## What this task involves
Produce an exact copy of all the records.

## Available records

== Segment start ==

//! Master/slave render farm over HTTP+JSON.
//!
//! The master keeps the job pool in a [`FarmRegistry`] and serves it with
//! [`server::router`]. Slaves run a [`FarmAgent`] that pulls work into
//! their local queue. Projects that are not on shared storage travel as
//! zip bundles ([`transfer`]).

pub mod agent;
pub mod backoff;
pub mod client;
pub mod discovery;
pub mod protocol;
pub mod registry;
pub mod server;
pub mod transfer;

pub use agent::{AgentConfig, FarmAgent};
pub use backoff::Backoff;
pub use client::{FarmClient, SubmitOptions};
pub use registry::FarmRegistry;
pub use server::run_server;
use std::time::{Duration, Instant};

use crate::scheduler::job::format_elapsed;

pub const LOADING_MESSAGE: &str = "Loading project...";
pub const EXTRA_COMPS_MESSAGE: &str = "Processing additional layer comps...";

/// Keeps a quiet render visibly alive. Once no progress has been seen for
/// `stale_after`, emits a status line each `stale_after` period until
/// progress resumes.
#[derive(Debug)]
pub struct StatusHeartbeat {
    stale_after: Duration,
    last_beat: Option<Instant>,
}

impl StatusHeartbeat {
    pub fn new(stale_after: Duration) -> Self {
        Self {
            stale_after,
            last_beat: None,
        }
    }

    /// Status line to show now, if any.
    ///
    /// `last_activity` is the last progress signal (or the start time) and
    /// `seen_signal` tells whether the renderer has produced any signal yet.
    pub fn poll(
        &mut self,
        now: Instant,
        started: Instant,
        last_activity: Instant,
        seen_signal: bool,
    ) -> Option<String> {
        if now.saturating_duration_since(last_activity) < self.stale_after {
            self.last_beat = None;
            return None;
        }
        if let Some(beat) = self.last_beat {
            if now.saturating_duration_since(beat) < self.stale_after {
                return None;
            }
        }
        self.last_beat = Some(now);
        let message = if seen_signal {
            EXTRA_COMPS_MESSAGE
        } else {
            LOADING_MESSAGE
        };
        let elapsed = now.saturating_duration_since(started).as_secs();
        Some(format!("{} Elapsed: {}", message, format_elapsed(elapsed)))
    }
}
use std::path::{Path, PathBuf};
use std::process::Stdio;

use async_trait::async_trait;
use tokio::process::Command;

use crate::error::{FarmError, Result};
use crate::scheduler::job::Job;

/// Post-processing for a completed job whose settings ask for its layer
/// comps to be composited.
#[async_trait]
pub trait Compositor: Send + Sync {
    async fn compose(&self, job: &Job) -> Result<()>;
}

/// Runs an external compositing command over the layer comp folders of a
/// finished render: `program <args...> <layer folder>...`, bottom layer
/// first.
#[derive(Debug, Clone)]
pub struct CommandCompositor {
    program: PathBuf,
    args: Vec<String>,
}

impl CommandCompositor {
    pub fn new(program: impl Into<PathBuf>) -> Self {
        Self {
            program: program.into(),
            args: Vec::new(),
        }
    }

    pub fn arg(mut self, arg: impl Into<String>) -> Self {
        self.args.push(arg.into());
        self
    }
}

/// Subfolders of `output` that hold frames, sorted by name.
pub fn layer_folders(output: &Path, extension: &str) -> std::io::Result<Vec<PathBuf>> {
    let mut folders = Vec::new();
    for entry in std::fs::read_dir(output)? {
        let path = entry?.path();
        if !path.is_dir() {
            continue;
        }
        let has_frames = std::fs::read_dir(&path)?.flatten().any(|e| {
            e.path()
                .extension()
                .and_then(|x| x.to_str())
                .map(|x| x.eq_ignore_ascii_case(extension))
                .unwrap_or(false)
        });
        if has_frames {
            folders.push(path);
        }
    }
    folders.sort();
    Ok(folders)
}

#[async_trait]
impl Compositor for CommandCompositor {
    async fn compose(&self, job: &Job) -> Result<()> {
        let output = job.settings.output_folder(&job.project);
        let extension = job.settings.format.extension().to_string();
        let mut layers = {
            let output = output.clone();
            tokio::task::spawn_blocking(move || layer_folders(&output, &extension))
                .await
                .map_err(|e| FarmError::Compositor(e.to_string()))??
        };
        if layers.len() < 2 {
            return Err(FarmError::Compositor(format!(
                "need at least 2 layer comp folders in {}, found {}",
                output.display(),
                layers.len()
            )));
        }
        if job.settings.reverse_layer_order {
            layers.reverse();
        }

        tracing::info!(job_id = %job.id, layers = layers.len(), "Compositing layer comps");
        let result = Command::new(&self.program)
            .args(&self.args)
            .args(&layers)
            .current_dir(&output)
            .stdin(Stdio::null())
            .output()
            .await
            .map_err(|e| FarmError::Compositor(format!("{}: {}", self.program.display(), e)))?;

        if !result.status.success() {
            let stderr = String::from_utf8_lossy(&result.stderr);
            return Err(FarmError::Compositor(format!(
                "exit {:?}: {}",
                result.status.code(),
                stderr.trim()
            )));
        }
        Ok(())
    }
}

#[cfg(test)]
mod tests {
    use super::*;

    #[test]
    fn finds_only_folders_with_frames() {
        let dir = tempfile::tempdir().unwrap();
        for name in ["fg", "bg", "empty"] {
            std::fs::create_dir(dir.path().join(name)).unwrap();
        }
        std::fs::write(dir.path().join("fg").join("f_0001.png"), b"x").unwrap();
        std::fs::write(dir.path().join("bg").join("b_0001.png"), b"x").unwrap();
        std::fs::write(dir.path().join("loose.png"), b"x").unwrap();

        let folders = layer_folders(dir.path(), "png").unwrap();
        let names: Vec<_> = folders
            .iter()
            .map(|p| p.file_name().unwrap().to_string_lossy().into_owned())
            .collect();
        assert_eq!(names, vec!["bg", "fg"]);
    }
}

== Segment end ==

## Exercise result
//! Master/slave render farm over HTTP+JSON.
//!
//! The master keeps the job pool in a [`FarmRegistry`] and serves it with
//! [`server::router`]. Slaves run a [`FarmAgent`] that pulls work into
//! their local queue. Projects that are not on shared storage travel as
//! zip bundles ([`transfer`]).

pub mod agent;
pub mod backoff;
pub mod client;
pub mod discovery;
pub mod protocol;
pub mod registry;
pub mod server;
pub mod transfer;

pub use agent::{AgentConfig, FarmAgent};
pub use backoff::Backoff;
pub use client::{FarmClient, SubmitOptions};
pub use registry::FarmRegistry;
pub use server::run_server;
use std::time::{Duration, Instant};

use crate::scheduler::job::format_elapsed;

pub const LOADING_MESSAGE: &str = "Loading project...";
pub const EXTRA_COMPS_MESSAGE: &str = "Processing additional layer comps...";

/// Keeps a quiet render visibly alive. Once no progress has been seen for
/// `stale_after`, emits a status line each `stale_after` period until
/// progress resumes.
#[derive(Debug)]
pub struct StatusHeartbeat {
    stale_after: Duration,
    last_beat: Option<Instant>,
}

impl StatusHeartbeat {
    pub fn new(stale_after: Duration) -> Self {
        Self {
            stale_after,
            last_beat: None,
        }
    }

    /// Status line to show now, if any.
    ///
    /// `last_activity` is the last progress signal (or the start time) and
    /// `seen_signal` tells whether the renderer has produced any signal yet.
    pub fn poll(
        &mut self,
        now: Instant,
        started: Instant,
        last_activity: Instant,
        seen_signal: bool,
    ) -> Option<String> {
        if now.saturating_duration_since(last_activity) < self.stale_after {
            self.last_beat = None;
            return None;
        }
        if let Some(beat) = self.last_beat {
            if now.saturating_duration_since(beat) < self.stale_after {
                return None;
            }
        }
        self.last_beat = Some(now);
        let message = if seen_signal {
            EXTRA_COMPS_MESSAGE
        } else {
            LOADING_MESSAGE
        };
        let elapsed = now.saturating_duration_since(started).as_secs();
        Some(format!("{} Elapsed: {}", message, format_elapsed(elapsed)))
    }
}
use std::path::{Path, PathBuf};
use std::process::Stdio;

use async_trait::async_trait;
use tokio::process::Command;

use crate::error::{FarmError, Result};
use crate::scheduler::job::Job;

/// Post-processing for a completed job whose settings ask for its layer
/// comps to be composited.
#[async_trait]
pub trait Compositor: Send + Sync {
    async fn compose(&self, job: &Job) -> Result<()>;
}

/// Runs an external compositing command over the layer comp folders of a
/// finished render: `program <args...> <layer folder>...`, bottom layer
/// first.
#[derive(Debug, Clone)]
pub struct CommandCompositor {
    program: PathBuf,
    args: Vec<String>,
}

impl CommandCompositor {
    pub fn new(program: impl Into<PathBuf>) -> Self {
        Self {
            program: program.into(),
            args: Vec::new(),
        }
    }

    pub fn arg(mut self, arg: impl Into<String>) -> Self {
        self.args.push(arg.into());
        self
    }
}

/// Subfolders of `output` that hold frames, sorted by name.
pub fn layer_folders(output: &Path, extension: &str) -> std::io::Result<Vec<PathBuf>> {
    let mut folders = Vec::new();
    for entry in std::fs::read_dir(output)? {
        let path = entry?.path();
        if !path.is_dir() {
            continue;
        }
        let has_frames = std::fs::read_dir(&path)?.flatten().any(|e| {
            e.path()
                .extension()
                .and_then(|x| x.to_str())
                .map(|x| x.eq_ignore_ascii_case(extension))
                .unwrap_or(false)
        });
        if has_frames {
            folders.push(path);
        }
    }
    folders.sort();
    Ok(folders)
}

#[async_trait]
impl Compositor for CommandCompositor {
    async fn compose(&self, job: &Job) -> Result<()> {
        let output = job.settings.output_folder(&job.project);
        let extension = job.settings.format.extension().to_string();
        let mut layers = {
            let output = output.clone();
            tokio::task::spawn_blocking(move || layer_folders(&output, &extension))
                .await
                .map_err(|e| FarmError::Compositor(e.to_string()))??
        };
        if layers.len() < 2 {
            return Err(FarmError::Compositor(format!(
                "need at least 2 layer comp folders in {}, found {}",
                output.display(),
                layers.len()
            )));
        }
        if job.settings.reverse_layer_order {
            layers.reverse();
        }

        tracing::info!(job_id = %job.id, layers = layers.len(), "Compositing layer comps");
        let result = Command::new(&self.program)
            .args(&self.args)
            .args(&layers)
            .current_dir(&output)
            .stdin(Stdio::null())
            .output()
            .await
            .map_err(|e| FarmError::Compositor(format!("{}: {}", self.program.display(), e)))?;

        if !result.status.success() {
            let stderr = String::from_utf8_lossy(&result.stderr);
            return Err(FarmError::Compositor(format!(
                "exit {:?}: {}",
                result.status.code(),
                stderr.trim()
            )));
        }
        Ok(())
    }
}

#[cfg(test)]
mod tests {
    use super::*;

    #[test]
    fn finds_only_folders_with_frames() {
        let dir = tempfile::tempdir().unwrap();
        for name in ["fg", "bg", "empty"] {
            std::fs::create_dir(dir.path().join(name)).unwrap();
        }
        std::fs::write(dir.path().join("fg").join("f_0001.png"), b"x").unwrap();
        std::fs::write(dir.path().join("bg").join("b_0001.png"), b"x").unwrap();
        std::fs::write(dir.path().join("loose.png"), b"x").unwrap();

        let folders = layer_folders(dir.path(), "png").unwrap();
        let names: Vec<_> = folders
            .iter()
            .map(|p| p.file_name().unwrap().to_string_lossy().into_owned())
            .collect();
        assert_eq!(names, vec!["bg", "fg"]);
    }
}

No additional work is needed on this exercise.